(Data begins)

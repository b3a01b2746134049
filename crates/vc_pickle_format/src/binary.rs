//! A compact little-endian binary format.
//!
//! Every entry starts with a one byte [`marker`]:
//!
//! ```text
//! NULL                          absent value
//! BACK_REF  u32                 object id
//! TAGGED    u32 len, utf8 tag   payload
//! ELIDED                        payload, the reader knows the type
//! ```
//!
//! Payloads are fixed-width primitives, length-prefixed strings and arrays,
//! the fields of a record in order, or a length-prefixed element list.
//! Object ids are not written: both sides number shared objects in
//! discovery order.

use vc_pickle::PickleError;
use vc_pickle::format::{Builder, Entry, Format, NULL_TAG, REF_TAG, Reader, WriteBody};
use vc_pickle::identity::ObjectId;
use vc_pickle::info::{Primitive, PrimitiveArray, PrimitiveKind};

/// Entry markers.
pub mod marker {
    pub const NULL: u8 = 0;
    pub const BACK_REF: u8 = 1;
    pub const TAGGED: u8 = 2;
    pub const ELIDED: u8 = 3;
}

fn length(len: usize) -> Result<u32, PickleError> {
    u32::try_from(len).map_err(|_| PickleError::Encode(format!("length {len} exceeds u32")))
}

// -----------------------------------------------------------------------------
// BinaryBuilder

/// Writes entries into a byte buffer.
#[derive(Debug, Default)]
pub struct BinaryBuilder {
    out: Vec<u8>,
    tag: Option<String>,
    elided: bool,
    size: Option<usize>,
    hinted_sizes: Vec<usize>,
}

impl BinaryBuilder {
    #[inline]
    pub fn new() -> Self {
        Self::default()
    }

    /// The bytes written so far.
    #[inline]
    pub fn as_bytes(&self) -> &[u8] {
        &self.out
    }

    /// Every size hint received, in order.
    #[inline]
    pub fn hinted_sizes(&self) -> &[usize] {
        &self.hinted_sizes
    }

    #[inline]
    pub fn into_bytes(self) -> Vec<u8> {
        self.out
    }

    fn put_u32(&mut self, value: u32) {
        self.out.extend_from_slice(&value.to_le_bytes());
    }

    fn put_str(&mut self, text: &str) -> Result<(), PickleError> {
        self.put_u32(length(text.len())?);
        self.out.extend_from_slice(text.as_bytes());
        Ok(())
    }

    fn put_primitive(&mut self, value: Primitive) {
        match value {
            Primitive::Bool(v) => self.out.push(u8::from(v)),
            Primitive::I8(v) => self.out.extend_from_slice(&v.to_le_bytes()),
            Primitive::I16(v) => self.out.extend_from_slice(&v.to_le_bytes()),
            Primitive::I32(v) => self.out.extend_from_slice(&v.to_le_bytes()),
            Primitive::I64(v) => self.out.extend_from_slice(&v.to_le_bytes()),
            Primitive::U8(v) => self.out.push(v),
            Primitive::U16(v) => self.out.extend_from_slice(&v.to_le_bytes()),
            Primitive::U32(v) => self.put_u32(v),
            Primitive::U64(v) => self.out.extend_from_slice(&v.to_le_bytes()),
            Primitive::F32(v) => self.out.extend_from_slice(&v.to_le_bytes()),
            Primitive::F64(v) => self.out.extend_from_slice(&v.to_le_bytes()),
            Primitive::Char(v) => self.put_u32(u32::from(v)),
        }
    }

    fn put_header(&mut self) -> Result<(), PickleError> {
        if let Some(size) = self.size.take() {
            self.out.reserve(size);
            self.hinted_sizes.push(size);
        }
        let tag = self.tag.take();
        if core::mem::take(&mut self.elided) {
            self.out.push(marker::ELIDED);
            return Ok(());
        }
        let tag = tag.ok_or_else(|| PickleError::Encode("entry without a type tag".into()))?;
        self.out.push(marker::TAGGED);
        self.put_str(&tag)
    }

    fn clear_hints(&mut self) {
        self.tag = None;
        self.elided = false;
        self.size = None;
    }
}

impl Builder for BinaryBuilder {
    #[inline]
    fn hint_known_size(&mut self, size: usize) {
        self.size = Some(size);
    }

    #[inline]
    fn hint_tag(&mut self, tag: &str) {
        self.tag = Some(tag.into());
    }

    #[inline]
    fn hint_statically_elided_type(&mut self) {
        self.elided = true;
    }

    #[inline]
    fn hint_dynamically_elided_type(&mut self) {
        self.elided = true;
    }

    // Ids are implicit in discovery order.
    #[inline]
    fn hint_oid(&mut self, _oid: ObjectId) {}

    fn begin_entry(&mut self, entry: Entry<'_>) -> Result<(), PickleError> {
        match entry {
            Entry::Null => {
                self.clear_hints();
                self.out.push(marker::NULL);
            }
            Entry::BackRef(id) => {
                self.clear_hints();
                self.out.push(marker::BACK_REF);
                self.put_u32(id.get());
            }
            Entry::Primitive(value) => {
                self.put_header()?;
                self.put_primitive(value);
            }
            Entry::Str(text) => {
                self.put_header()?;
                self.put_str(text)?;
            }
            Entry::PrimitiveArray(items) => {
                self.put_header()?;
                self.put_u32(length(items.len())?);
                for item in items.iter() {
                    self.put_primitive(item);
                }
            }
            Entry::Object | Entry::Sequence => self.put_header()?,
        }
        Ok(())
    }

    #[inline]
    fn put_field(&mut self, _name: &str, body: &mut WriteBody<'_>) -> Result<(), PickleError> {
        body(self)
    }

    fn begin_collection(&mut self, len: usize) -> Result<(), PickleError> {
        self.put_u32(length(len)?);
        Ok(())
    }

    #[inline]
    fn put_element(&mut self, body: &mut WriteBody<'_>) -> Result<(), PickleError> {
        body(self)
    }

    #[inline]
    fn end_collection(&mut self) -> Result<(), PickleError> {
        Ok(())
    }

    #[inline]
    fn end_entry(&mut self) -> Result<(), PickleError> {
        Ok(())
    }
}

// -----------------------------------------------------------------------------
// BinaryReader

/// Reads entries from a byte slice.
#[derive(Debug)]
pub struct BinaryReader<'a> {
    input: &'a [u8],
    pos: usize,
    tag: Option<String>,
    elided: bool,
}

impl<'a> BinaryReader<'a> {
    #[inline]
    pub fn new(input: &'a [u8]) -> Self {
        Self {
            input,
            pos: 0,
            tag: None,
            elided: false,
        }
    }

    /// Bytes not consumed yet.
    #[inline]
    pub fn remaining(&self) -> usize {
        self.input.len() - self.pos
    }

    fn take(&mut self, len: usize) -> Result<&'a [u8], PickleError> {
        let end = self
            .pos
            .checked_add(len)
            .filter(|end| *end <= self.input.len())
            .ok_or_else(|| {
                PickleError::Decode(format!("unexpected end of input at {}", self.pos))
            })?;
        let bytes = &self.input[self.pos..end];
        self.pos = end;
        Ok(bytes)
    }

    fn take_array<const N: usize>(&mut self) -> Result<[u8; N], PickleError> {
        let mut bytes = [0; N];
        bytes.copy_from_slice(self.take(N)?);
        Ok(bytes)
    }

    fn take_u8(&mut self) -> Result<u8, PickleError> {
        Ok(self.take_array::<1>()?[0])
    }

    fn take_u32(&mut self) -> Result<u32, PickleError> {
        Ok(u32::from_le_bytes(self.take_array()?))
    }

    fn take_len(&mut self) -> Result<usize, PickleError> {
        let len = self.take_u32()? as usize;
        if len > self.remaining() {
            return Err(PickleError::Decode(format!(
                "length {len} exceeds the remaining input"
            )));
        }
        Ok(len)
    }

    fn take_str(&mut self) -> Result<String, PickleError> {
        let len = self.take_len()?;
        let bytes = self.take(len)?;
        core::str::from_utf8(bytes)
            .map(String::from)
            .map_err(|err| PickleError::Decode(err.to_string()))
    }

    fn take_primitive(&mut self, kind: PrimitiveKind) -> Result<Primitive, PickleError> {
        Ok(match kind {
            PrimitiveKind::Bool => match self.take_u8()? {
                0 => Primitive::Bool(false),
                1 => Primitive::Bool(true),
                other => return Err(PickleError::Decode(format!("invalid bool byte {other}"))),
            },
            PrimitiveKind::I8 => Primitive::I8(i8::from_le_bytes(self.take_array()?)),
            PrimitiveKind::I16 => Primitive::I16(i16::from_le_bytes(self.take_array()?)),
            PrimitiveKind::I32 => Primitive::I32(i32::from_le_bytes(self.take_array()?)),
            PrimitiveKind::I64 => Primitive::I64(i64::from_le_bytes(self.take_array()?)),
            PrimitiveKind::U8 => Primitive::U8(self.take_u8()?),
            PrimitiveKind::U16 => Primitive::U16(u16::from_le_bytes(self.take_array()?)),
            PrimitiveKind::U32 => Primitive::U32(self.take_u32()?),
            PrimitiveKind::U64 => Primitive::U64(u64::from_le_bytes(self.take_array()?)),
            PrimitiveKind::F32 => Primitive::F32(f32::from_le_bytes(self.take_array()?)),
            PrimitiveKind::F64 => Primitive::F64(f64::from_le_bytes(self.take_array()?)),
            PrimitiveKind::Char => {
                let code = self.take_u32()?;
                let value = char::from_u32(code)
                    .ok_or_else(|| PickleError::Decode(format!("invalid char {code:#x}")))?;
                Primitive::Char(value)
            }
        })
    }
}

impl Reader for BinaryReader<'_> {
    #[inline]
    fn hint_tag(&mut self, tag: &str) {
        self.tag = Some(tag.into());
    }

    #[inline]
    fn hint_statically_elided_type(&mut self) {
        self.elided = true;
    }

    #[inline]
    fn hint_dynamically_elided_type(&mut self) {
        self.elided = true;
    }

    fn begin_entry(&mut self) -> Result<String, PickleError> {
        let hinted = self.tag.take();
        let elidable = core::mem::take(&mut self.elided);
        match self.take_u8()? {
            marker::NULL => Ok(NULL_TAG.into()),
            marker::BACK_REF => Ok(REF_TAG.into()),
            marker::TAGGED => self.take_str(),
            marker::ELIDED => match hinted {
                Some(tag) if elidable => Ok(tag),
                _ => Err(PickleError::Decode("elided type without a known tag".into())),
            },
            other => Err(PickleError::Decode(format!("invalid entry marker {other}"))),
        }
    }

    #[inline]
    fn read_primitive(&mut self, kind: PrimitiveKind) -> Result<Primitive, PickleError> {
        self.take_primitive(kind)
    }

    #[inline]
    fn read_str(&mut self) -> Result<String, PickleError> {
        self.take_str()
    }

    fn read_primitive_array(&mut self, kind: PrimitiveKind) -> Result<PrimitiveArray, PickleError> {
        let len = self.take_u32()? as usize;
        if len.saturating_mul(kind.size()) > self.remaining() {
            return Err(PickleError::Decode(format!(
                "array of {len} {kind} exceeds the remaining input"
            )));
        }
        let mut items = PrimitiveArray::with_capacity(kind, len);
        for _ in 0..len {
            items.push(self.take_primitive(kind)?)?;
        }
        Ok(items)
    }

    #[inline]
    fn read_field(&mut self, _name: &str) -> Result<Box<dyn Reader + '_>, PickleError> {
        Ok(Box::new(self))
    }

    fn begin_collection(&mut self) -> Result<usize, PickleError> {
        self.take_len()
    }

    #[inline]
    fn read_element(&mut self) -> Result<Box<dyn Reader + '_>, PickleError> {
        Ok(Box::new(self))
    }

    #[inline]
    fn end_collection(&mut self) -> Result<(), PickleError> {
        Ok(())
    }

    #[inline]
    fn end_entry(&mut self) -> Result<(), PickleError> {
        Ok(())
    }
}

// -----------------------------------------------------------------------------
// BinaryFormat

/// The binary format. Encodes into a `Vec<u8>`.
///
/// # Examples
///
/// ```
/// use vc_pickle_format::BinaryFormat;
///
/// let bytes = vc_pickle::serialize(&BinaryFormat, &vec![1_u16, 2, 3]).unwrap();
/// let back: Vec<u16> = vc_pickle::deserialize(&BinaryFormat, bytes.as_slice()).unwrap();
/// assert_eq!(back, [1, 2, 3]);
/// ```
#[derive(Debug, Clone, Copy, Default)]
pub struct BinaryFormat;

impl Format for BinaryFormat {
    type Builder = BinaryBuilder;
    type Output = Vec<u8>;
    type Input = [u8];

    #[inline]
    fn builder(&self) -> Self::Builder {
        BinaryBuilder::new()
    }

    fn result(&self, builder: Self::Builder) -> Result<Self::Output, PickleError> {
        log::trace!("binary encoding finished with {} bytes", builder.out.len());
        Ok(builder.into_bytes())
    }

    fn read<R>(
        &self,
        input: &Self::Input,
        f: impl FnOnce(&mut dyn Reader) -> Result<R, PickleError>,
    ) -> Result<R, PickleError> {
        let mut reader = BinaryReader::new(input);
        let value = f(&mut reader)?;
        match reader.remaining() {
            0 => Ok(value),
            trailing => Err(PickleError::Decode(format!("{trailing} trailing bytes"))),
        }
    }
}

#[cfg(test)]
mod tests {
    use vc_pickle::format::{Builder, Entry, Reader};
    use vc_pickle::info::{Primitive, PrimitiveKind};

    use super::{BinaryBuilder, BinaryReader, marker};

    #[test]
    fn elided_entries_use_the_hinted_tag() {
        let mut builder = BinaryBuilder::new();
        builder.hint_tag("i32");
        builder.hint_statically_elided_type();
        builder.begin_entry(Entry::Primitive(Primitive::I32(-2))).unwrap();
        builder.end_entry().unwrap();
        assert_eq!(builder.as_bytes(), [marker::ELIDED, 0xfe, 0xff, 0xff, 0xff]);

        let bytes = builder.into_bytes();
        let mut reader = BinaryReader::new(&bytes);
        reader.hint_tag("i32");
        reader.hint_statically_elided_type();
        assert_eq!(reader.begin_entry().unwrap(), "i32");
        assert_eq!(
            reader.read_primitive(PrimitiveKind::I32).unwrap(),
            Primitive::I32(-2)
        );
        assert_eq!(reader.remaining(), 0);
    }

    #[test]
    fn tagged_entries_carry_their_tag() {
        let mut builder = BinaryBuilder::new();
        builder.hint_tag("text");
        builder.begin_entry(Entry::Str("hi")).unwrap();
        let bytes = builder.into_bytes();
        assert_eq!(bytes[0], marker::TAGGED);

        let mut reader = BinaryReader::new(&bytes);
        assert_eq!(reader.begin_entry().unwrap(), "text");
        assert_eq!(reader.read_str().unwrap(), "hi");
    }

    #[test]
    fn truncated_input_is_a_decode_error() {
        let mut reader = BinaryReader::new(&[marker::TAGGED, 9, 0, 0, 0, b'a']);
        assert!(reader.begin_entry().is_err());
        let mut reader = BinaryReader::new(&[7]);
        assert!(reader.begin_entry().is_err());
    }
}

(Data ends)

When a line of the data holds the string "discovery", pick it out and copy it.

◆ Written response:
//! discovery order.
    // Ids are implicit in discovery order.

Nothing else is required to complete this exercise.